* _Provided records_:

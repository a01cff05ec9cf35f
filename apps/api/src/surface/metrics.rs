//! Static glyph-width tables for the two surface font families.
//!
//! Widths are in em units (relative to font size). This is an approximation of real
//! glyph metrics; it only has to be stable, because the same numbers size every box
//! in the layout and therefore the rasterized height.
//! Tables cover ASCII 0x20..=0x7E (95 printable characters). Index = (char as usize) - 32.

use serde::{Deserialize, Serialize};

/// Bold glyphs are this much wider than regular ones.
const BOLD_FACTOR: f32 = 1.06;
const LIGHT_FACTOR: f32 = 0.97;

#[derive(Debug, Clone, Copy, Default, PartialEq, Eq, Hash, Serialize, Deserialize)]
pub enum FontFamily {
    /// Modern and minimal templates.
    #[default]
    Sans,
    /// Classic template.
    Serif,
}

impl FontFamily {
    /// CSS-style font stack handed to the SVG rasterizer.
    pub fn font_stack(self) -> &'static str {
        match self {
            FontFamily::Sans => "Inter, Helvetica, Arial, DejaVu Sans, sans-serif",
            FontFamily::Serif => "EB Garamond, Georgia, Times New Roman, DejaVu Serif, serif",
        }
    }

    pub fn metrics(self) -> &'static FontMetricTable {
        match self {
            FontFamily::Sans => &SANS_TABLE,
            FontFamily::Serif => &SERIF_TABLE,
        }
    }
}

/// Static character-width table for a font family.
pub struct FontMetricTable {
    widths: [f32; 95],
    /// Fallback width for non-ASCII characters.
    average_char_width: f32,
    space_width: f32,
}

impl FontMetricTable {
    /// Width of `s` in em units at weight 1.0.
    pub fn measure_em(&self, s: &str) -> f32 {
        s.chars()
            .map(|c| {
                let code = c as usize;
                if (32..=126).contains(&code) {
                    self.widths[code - 32]
                } else {
                    self.average_char_width
                }
            })
            .sum()
    }

    /// Width of `s` in pixels at `size_px`.
    pub fn measure_px(&self, s: &str, size_px: f32, weight_factor: f32) -> f32 {
        self.measure_em(s) * size_px * weight_factor
    }

    /// Greedy word-wrap at `max_width_px`. Returns the text of each printed line.
    ///
    /// A single word wider than the line (a long URL, say) is broken between characters.
    /// Blank input yields no lines.
    pub fn wrap(&self, s: &str, size_px: f32, weight_factor: f32, max_width_px: f32) -> Vec<String> {
        let mut lines: Vec<String> = Vec::new();
        let space_w = self.space_width * size_px * weight_factor;

        for paragraph in s.split('\n') {
            let mut current = String::new();
            let mut current_width = 0.0_f32;

            for word in paragraph.split_whitespace() {
                let word_w = self.measure_px(word, size_px, weight_factor);
                if word_w > max_width_px {
                    if !current.is_empty() {
                        lines.push(std::mem::take(&mut current));
                    }
                    let mut pieces = self.break_word(word, size_px, weight_factor, max_width_px);
                    if let Some((last, last_w)) = pieces.pop() {
                        lines.extend(pieces.into_iter().map(|(piece, _)| piece));
                        current = last;
                        current_width = last_w;
                    }
                } else if current.is_empty() {
                    current.push_str(word);
                    current_width = word_w;
                } else if current_width + space_w + word_w > max_width_px {
                    lines.push(std::mem::take(&mut current));
                    current.push_str(word);
                    current_width = word_w;
                } else {
                    current.push(' ');
                    current.push_str(word);
                    current_width += space_w + word_w;
                }
            }
            if !current.is_empty() {
                lines.push(current);
            }
        }
        lines
    }

    /// Splits `word` into runs no wider than `max_width_px`, each at least one character.
    fn break_word(&self, word: &str, size_px: f32, weight_factor: f32, max_width_px: f32) -> Vec<(String, f32)> {
        let mut pieces = Vec::new();
        let mut piece = String::new();
        let mut piece_w = 0.0_f32;
        let mut buf = [0u8; 4];
        for c in word.chars() {
            let w = self.measure_px(c.encode_utf8(&mut buf), size_px, weight_factor);
            if !piece.is_empty() && piece_w + w > max_width_px {
                pieces.push((std::mem::take(&mut piece), piece_w));
                piece_w = 0.0;
            }
            piece.push(c);
            piece_w += w;
        }
        if !piece.is_empty() {
            pieces.push((piece, piece_w));
        }
        pieces
    }
}

pub fn weight_factor(weight: crate::surface::node::FontWeight) -> f32 {
    use crate::surface::node::FontWeight;
    match weight {
        FontWeight::Light => LIGHT_FACTOR,
        FontWeight::Normal => 1.0,
        FontWeight::Bold => BOLD_FACTOR,
    }
}

/// Humanist sans-serif (Inter-like).
static SANS_TABLE: FontMetricTable = FontMetricTable {
    #[rustfmt::skip]
    widths: [
        // sp    !     "     #     $     %     &     '     (     )     *     +     ,     -     .     /
        0.25, 0.30, 0.38, 0.56, 0.56, 0.89, 0.67, 0.22, 0.33, 0.33, 0.39, 0.59, 0.28, 0.33, 0.28, 0.31,
        // 0     1     2     3     4     5     6     7     8     9
        0.56, 0.56, 0.56, 0.56, 0.56, 0.56, 0.56, 0.56, 0.56, 0.56,
        // :     ;     <     =     >     ?     @
        0.28, 0.28, 0.59, 0.59, 0.59, 0.50, 1.02,
        // A     B     C     D     E     F     G     H     I     J     K     L     M
        0.67, 0.61, 0.61, 0.67, 0.56, 0.50, 0.67, 0.67, 0.25, 0.39, 0.61, 0.53, 0.78,
        // N     O     P     Q     R     S     T     U     V     W     X     Y     Z
        0.67, 0.72, 0.56, 0.72, 0.61, 0.50, 0.56, 0.67, 0.67, 0.89, 0.61, 0.61, 0.56,
        // [     \     ]     ^     _     `
        0.28, 0.31, 0.28, 0.47, 0.56, 0.34,
        // a     b     c     d     e     f     g     h     i     j     k     l     m
        0.56, 0.56, 0.50, 0.56, 0.56, 0.31, 0.56, 0.56, 0.22, 0.22, 0.53, 0.22, 0.83,
        // n     o     p     q     r     s     t     u     v     w     x     y     z
        0.56, 0.56, 0.56, 0.56, 0.33, 0.44, 0.39, 0.56, 0.50, 0.72, 0.50, 0.50, 0.44,
        // {     |     }     ~
        0.33, 0.26, 0.33, 0.59,
    ],
    average_char_width: 0.56,
    space_width: 0.25,
};

/// Old-style serif (Garamond-like). Roughly 85% of the sans widths.
static SERIF_TABLE: FontMetricTable = FontMetricTable {
    #[rustfmt::skip]
    widths: [
        // sp    !     "     #     $     %     &     '     (     )     *     +     ,     -     .     /
        0.21, 0.26, 0.32, 0.48, 0.48, 0.76, 0.57, 0.19, 0.28, 0.28, 0.33, 0.50, 0.24, 0.28, 0.24, 0.26,
        // 0     1     2     3     4     5     6     7     8     9
        0.48, 0.48, 0.48, 0.48, 0.48, 0.48, 0.48, 0.48, 0.48, 0.48,
        // :     ;     <     =     >     ?     @
        0.24, 0.24, 0.50, 0.50, 0.50, 0.43, 0.87,
        // A     B     C     D     E     F     G     H     I     J     K     L     M
        0.57, 0.52, 0.52, 0.57, 0.48, 0.43, 0.57, 0.57, 0.21, 0.33, 0.52, 0.45, 0.66,
        // N     O     P     Q     R     S     T     U     V     W     X     Y     Z
        0.57, 0.61, 0.48, 0.61, 0.52, 0.43, 0.48, 0.57, 0.57, 0.76, 0.52, 0.52, 0.48,
        // [     \     ]     ^     _     `
        0.24, 0.26, 0.24, 0.40, 0.48, 0.29,
        // a     b     c     d     e     f     g     h     i     j     k     l     m
        0.48, 0.48, 0.43, 0.48, 0.48, 0.26, 0.48, 0.48, 0.19, 0.19, 0.45, 0.19, 0.71,
        // n     o     p     q     r     s     t     u     v     w     x     y     z
        0.48, 0.48, 0.48, 0.48, 0.28, 0.37, 0.33, 0.48, 0.43, 0.61, 0.43, 0.43, 0.37,
        // {     |     }     ~
        0.28, 0.22, 0.28, 0.50,
    ],
    average_char_width: 0.48,
    space_width: 0.21,
};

* _Problem statement_: Reproduce exactly the stretch of the material above that starts at the line with "filename apps/api/src/surface/metrics.rs" and ends at the line with "usize) - 32.", both included, and nothing else.

* _Written reply_:
filename apps/api/src/surface/metrics.rs
//! Static glyph-width tables for the two surface font families.
//!
//! Widths are in em units (relative to font size). This is an approximation of real
//! glyph metrics; it only has to be stable, because the same numbers size every box
//! in the layout and therefore the rasterized height.
//! Tables cover ASCII 0x20..=0x7E (95 printable characters). Index = (char as usize) - 32.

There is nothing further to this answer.